Many factors can contribute to the risk of a fall. Some are directly related to the rigors of aging. These include muscle weakness (particularly in the legs), poor balance, blood-pressure changes, and impaired vision. However, other factors, such as medications — or simply a slippery rug or floor — must be taken into account as well. The more factors present, the greater the risk. Simple steps can reduce these fall risks, and the best place to start is in your own home.
Fall-Proofing Your Home: The Basics
The simplest way to reduce many fall hazards at home is to take a look at your surroundings and identify anything that might cause tripping or slipping. Begin by keeping a clean, clutter-free living space. Move electrical cords, pet food bowls, etc., out of your typical traffic area. Never leave items on your staircase or in a hallway or other narrow space. Arrange your furniture so you have plenty of room to move about.
Check carpets and rugs to make sure they are secured. Non-carpeted floors may need non-slip strips or mats to avoid slippery spots. Be very cautious when cleaning the floors. Avoid walking on them when wet, and use non-skid wax only. And be sure to clean up spills right away!
Add Reinforcements: Lights and Handrails
After ensuring you can walk safely around the house, make sure you can see — and give yourself a hand! Improve the lighting in your home. This is especially helpful for seniors experiencing impaired vision as they age. Install high-wattage lighting at the top and bottom of stairs, at entryways to each room, and on outdoor paths. Place a lamp by your bed and keep a flashlight nearby for backup. Use nightlights throughout the house, too.
Next, steady yourself. Add stabilizing props such as handrails along stairways and walkways. Install grab bars in the bathroom to allow safe use of the toilet and bathtub/shower. Make sure all rails and bars are anchored securely to the wall and can support your weight.
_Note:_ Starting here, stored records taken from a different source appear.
//! Integration tests for the Dilithium signature schemes

use latsig::prelude::*;
use latsig_params::pqc::dilithium::{
    Dilithium1Params, Dilithium2Params, Dilithium3Params, Dilithium4Params, DilithiumParams,
};
use latsig_tests::{exercise_scheme, fixed_rng};
use proptest::prelude::*;

#[test]
fn test_all_parameter_sets() {
    let mut rng = fixed_rng(1);
    let message = b"Test message for Dilithium signature";

    assert_eq!(
        exercise_scheme::<Dilithium1>(&mut rng, message).unwrap(),
        Dilithium1Params::SIGNATURE_BYTES
    );
    assert_eq!(
        exercise_scheme::<Dilithium2>(&mut rng, message).unwrap(),
        Dilithium2Params::SIGNATURE_BYTES
    );
    assert_eq!(
        exercise_scheme::<Dilithium3>(&mut rng, message).unwrap(),
        Dilithium3Params::SIGNATURE_BYTES
    );
    assert_eq!(
        exercise_scheme::<Dilithium4>(&mut rng, message).unwrap(),
        Dilithium4Params::SIGNATURE_BYTES
    );
}

#[test]
fn test_sizes_table() {
    let sizes = [
        (Dilithium1::PUBLIC_KEY_SIZE, Dilithium1::SECRET_KEY_SIZE, Dilithium1::SIGNATURE_SIZE),
        (Dilithium2::PUBLIC_KEY_SIZE, Dilithium2::SECRET_KEY_SIZE, Dilithium2::SIGNATURE_SIZE),
        (Dilithium3::PUBLIC_KEY_SIZE, Dilithium3::SECRET_KEY_SIZE, Dilithium3::SIGNATURE_SIZE),
        (Dilithium4::PUBLIC_KEY_SIZE, Dilithium4::SECRET_KEY_SIZE, Dilithium4::SIGNATURE_SIZE),
    ];
    assert_eq!(
        sizes,
        [
            (896, 2096, 1387),
            (1184, 2800, 2044),
            (1472, 3504, 2701),
            (1760, 3856, 3366),
        ]
    );
}

#[test]
fn test_fixed_seed_scenario() {
    let mut rng = fixed_rng(0);
    let (pk, sk) = Dilithium3::keypair(&mut rng).unwrap();
    let sig = Dilithium3::sign(b"", &sk).unwrap();
    assert!(Dilithium3::verify(b"", &sig, &pk).is_ok());

    // Same seed, same keys, same signature
    let mut rng = fixed_rng(0);
    let (pk2, sk2) = Dilithium3::keypair(&mut rng).unwrap();
    assert_eq!(pk2, pk);
    assert_eq!(Dilithium3::sign(b"", &sk2).unwrap(), sig);

    let mut pk_bytes = Dilithium3::serialize_public_key(&pk);
    pk_bytes[0] ^= 0x01;
    let bad_pk = Dilithium3::deserialize_public_key(&pk_bytes).unwrap();
    assert!(Dilithium3::verify(b"", &sig, &bad_pk).is_err());
}

#[test]
fn test_seed_derivation_is_stable() {
    let seed = hex::decode(
        "0f1e2d3c4b5a69788796a5b4c3d2e1f00f1e2d3c4b5a69788796a5b4c3d2e1f0\
         00112233445566778899aabbccddeeff00112233445566778899aabbccddeeff\
         ffeeddccbbaa99887766554433221100ffeeddccbbaa99887766554433221100",
    )
    .unwrap();
    assert_eq!(seed.len(), Dilithium2::MIN_SEED_SIZE);

    let (pk1, sk1) = Dilithium2::derive_keypair(&seed).unwrap();
    let (pk2, _) = Dilithium2::derive_keypair(&seed).unwrap();
    assert_eq!(pk1, pk2);
    assert_eq!(hex::encode(&pk1.as_ref()[..32]), hex::encode(&seed[..32]));
    assert_eq!(Dilithium2::derive_public_key(&sk1).unwrap(), pk1);
}

#[test]
fn test_cross_parameter_set_rejection() {
    let mut rng = fixed_rng(9);
    let (pk1, sk1) = Dilithium1::keypair(&mut rng).unwrap();
    let (pk4, _) = Dilithium4::keypair(&mut rng).unwrap();
    let sig1 = Dilithium1::sign(b"m", &sk1).unwrap();

    assert!(Dilithium1::verify(b"m", &sig1, &pk1).is_ok());
    assert!(Dilithium4::verify(b"m", &sig1, &pk4).is_err());
    assert!(Dilithium1::verify(b"m", &sig1, &pk4).is_err());
}

#[test]
fn test_error_reports_lengths() {
    let err = Dilithium2::deserialize_signature(&[0u8; 7]).unwrap_err();
    match err {
        Error::InvalidLength {
            expected, actual, ..
        } => {
            assert_eq!(expected, Dilithium2::SIGNATURE_SIZE);
            assert_eq!(actual, 7);
        }
        other => panic!("unexpected error: {}", other),
    }
}

proptest! {
    #![proptest_config(ProptestConfig::with_cases(8))]

    #[test]
    fn prop_any_message_roundtrips(message in proptest::collection::vec(any::<u8>(), 0..512)) {
        let mut rng = fixed_rng(3);
        let (pk, sk) = Dilithium2::keypair(&mut rng).unwrap();
        let sig = Dilithium2::sign(&message, &sk).unwrap();
        prop_assert!(Dilithium2::verify(&message, &sig, &pk).is_ok());

        let mut signed = Dilithium2::sign_message(&message, &sk).unwrap();
        prop_assert_eq!(Dilithium2::open(&signed, &pk).unwrap(), message.clone());
        let last = signed.len() - 1;
        signed[last] ^= 0x80;
        prop_assert!(Dilithium2::open(&signed, &pk).is_err());
    }
}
You might also consider rearranging items that you use every day (dishes, food, clothes) so that they are within easy reach and do not require a stool or ladder. Or invest in a grabber device. This will allow you to reach things that are high up — and avoid bending over to pick things up off the floor.
Take Care of Your Health and Eyes
Since muscle weakness is a prime cause of falling, seniors who are physically active considerably reduce their risk by maintaining strength and balance. Low-impact exercises such as walking can help build stronger bones. Check with your doctor to find an exercise plan that works for you.
If you haven’t had your eyes checked recently, now is the time to start regular visits to the optometrist or ophthalmologist to monitor age-related vision issues. Seeing clearly is important to avoid falling. If you wear glasses for distance vision, keep them clean and wear them around the house. If you use multi-focal or reading glasses, do not wear them while walking around the house — they can distort your sense of distance.
Be careful with any changes in medication. Some prescriptions can cause dizziness, drowsiness, or confusion. Tell your doctor and/or pharmacist what other drugs, supplements, and vitamins you take on a regular basis so they can determine what medicine works best with your repertoire. And be sure to limit alcohol use. Even a small amount of alcohol can affect your balance, especially in conjunction with medications.
Check Your Feet, Too
Take a look at your footwear. Well-fitting shoes help you keep your balance. Backless shoes, flip-flops, and high heels can all prove hazardous for everyday wear. Look for non-slip rather than smooth soles. Going about the house in just socks increases the risk of slipping, too.
Finally, consider a cane or walker to help you maneuver about the house and beyond. A physical therapist can show you the right way to use these.
With a little bit of careful planning at home, plus adjustments to your daily schedule, the risk of falling can be significantly reduced. Then you can enjoy an independent and active life well into your golden years.